The spatial distribution and temporal fluctuation characteristics of solar irradiance are of crucial importance for power generation in photovoltaic power plants and energy assessment in building-integrated photovoltaics. The all-sky radiance distribution can reflect sky conditions and is a significant factor influencing solar irradiance. However, existing studies lack temporal continuity in sky type classification and mostly focus on point data, making it difficult to support irradiance calculations for different orientations and tilted surfaces. Based on the observational data of the MS_321LR sky scanner in Xi'an from 2021 to 2022, this paper proposes a daily pattern matrix representation method for sky radiance, taking into account both temporal fluctuation and spatial distribution information. It also puts forward a sky classification method based on the K_means approach, namely the daily pattern sky classification method. Taking the VGAE_LSTM model as an example, a model framework of “sky classification + short-term radiance prediction” is constructed. On the basis of classifying the sky into four types: clear sky, circumsolar sky, parhelic sky, and meridional sky, the observational data set is reorganized and divided into four subgroups of data sets to train the prediction models respectively.
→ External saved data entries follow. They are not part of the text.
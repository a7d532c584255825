//! Tokenizer
//!
//! Characters to tokens by anchored regex match. The pattern table is tried
//! in precedence order at each position and each pattern is greedy, so the
//! first pattern that matches claims the longest prefix it can. Comment and
//! whitespace tokens consume input without being emitted. Keyword tokens
//! (`#t`, `#\space`, ...) match case-insensitively.

use std::sync::LazyLock;

use regex::Regex;
use schist_core::{Result, SchemeError};

#[derive(Debug, Clone, Copy, PartialEq, Eq)]
pub enum TokenKind {
    Comment,
    Quasiquote,
    UnquoteSplicing,
    Unquote,
    LVector,
    LParen,
    RParen,
    Number,
    True,
    False,
    CharSpace,
    CharNewline,
    CharRaw,
    Quote,
    Whitespace,
    Str,
    Dot,
    Identifier,
}

#[derive(Debug, Clone)]
pub struct Token {
    pub kind: TokenKind,
    pub text: String,
}

/// The fixed token set, in precedence order.
static PATTERNS: LazyLock<Vec<(TokenKind, Regex)>> = LazyLock::new(|| {
    let table: &[(TokenKind, &str)] = &[
        (TokenKind::Comment, r";[^\n]*"),
        (TokenKind::Quasiquote, "`"),
        (TokenKind::UnquoteSplicing, ",@"),
        (TokenKind::Unquote, ","),
        (TokenKind::LVector, r"#\("),
        (TokenKind::LParen, r"\("),
        (TokenKind::RParen, r"\)"),
        (TokenKind::Number, r"[+-]?[0-9]+(\.[0-9]+)?([eE][+-]?[0-9]+)?"),
        (TokenKind::True, r"(?i)#t"),
        (TokenKind::False, r"(?i)#f"),
        (TokenKind::CharSpace, r"(?i)#\\space"),
        (TokenKind::CharNewline, r"(?i)#\\newline"),
        (TokenKind::CharRaw, r"#\\(?s:.)"),
        (TokenKind::Quote, "'"),
        (TokenKind::Whitespace, r"\s+"),
        (TokenKind::Str, r#""(\\"|[^"])*""#),
        (TokenKind::Dot, r"\."),
        (TokenKind::Identifier, r"[^0-9()\s][^()\s]*"),
    ];
    table
        .iter()
        .map(|(kind, pattern)| {
            (*kind, Regex::new(&format!("^(?:{pattern})")).expect("token pattern"))
        })
        .collect()
});

/// Split source text into tokens, dropping comments and whitespace.
pub fn tokenize(source: &str) -> Result<Vec<Token>> {
    let mut tokens = Vec::new();
    let mut rest = source;
    while !rest.is_empty() {
        let (kind, len) = match_at(rest)?;
        if !matches!(kind, TokenKind::Comment | TokenKind::Whitespace) {
            tokens.push(Token {
                kind,
                text: rest[..len].to_string(),
            });
        }
        rest = &rest[len..];
    }
    Ok(tokens)
}

fn match_at(rest: &str) -> Result<(TokenKind, usize)> {
    for (kind, regex) in PATTERNS.iter() {
        if let Some(m) = regex.find(rest)
            && m.end() > 0
        {
            return Ok((*kind, m.end()));
        }
    }
    Err(SchemeError::Parse(format!(
        "unexpected character {:?}",
        rest.chars().next().unwrap_or('\0')
    )))
}

#[cfg(test)]
mod tests {
    use super::*;

    fn kinds(source: &str) -> Vec<TokenKind> {
        tokenize(source).unwrap().iter().map(|t| t.kind).collect()
    }

    #[test]
    fn test_parens_and_atoms() {
        assert_eq!(
            kinds("(+ 1 2)"),
            vec![
                TokenKind::LParen,
                TokenKind::Identifier,
                TokenKind::Number,
                TokenKind::Number,
                TokenKind::RParen,
            ]
        );
    }

    #[test]
    fn test_numbers() {
        assert_eq!(kinds("42 -7 +3 1.5 2e10 -1.25e-3"), vec![TokenKind::Number; 6]);
        // A bare sign is an identifier, not a number.
        assert_eq!(kinds("+ -"), vec![TokenKind::Identifier, TokenKind::Identifier]);
    }

    #[test]
    fn test_booleans_case_insensitive() {
        assert_eq!(kinds("#t #F #T"), vec![TokenKind::True, TokenKind::False, TokenKind::True]);
    }

    #[test]
    fn test_characters() {
        assert_eq!(
            kinds(r"#\space #\SPACE #\newline #\a #\("),
            vec![
                TokenKind::CharSpace,
                TokenKind::CharSpace,
                TokenKind::CharNewline,
                TokenKind::CharRaw,
                TokenKind::CharRaw,
            ]
        );
    }

    #[test]
    fn test_quote_family() {
        assert_eq!(
            kinds("'x `(a ,b ,@c)"),
            vec![
                TokenKind::Quote,
                TokenKind::Identifier,
                TokenKind::Quasiquote,
                TokenKind::LParen,
                TokenKind::Identifier,
                TokenKind::Unquote,
                TokenKind::Identifier,
                TokenKind::UnquoteSplicing,
                TokenKind::Identifier,
                TokenKind::RParen,
            ]
        );
    }

    #[test]
    fn test_string_with_escaped_quote() {
        let tokens = tokenize(r#""say \"hi\"""#).unwrap();
        assert_eq!(tokens.len(), 1);
        assert_eq!(tokens[0].kind, TokenKind::Str);
        assert_eq!(tokens[0].text, r#""say \"hi\"""#);
    }

    #[test]
    fn test_comment_is_dropped() {
        assert_eq!(
            kinds("1 ; the rest of this line vanishes\n2"),
            vec![TokenKind::Number, TokenKind::Number]
        );
    }

    #[test]
    fn test_vector_open() {
        assert_eq!(
            kinds("#(1)"),
            vec![TokenKind::LVector, TokenKind::Number, TokenKind::RParen]
        );
    }

    #[test]
    fn test_dot_and_dotted_identifiers() {
        assert_eq!(kinds("( a . b )")[2], TokenKind::Dot);
        // An identifier may contain a dot after its first character.
        assert_eq!(kinds("a.b"), vec![TokenKind::Identifier]);
    }

    #[test]
    fn test_identifier_charset() {
        assert_eq!(
            kinds("list->vector set! <= don't"),
            vec![TokenKind::Identifier; 4]
        );
    }
}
Experiments show that the prediction accuracy of the prediction model with sky classification is improved by about 1 %–2 % compared with that of the unclassified model. Among them, the VGAE_LSTM model has the highest improvement amplitude, reaching 1.9 %. This model provides a new reference for solar irradiance, photovoltaic power generation, and meteorological research.

Suggested Citation

  • Yu, Ying & Song, Henggang & Hao, JingHan & Lv, Jiaxin & Yang, Liu, 2026. "A method for short term forecast of all-sky radiance distribution based on diurnal pattern sky classification," Renewable Energy, Elsevier, vol. 256(PD).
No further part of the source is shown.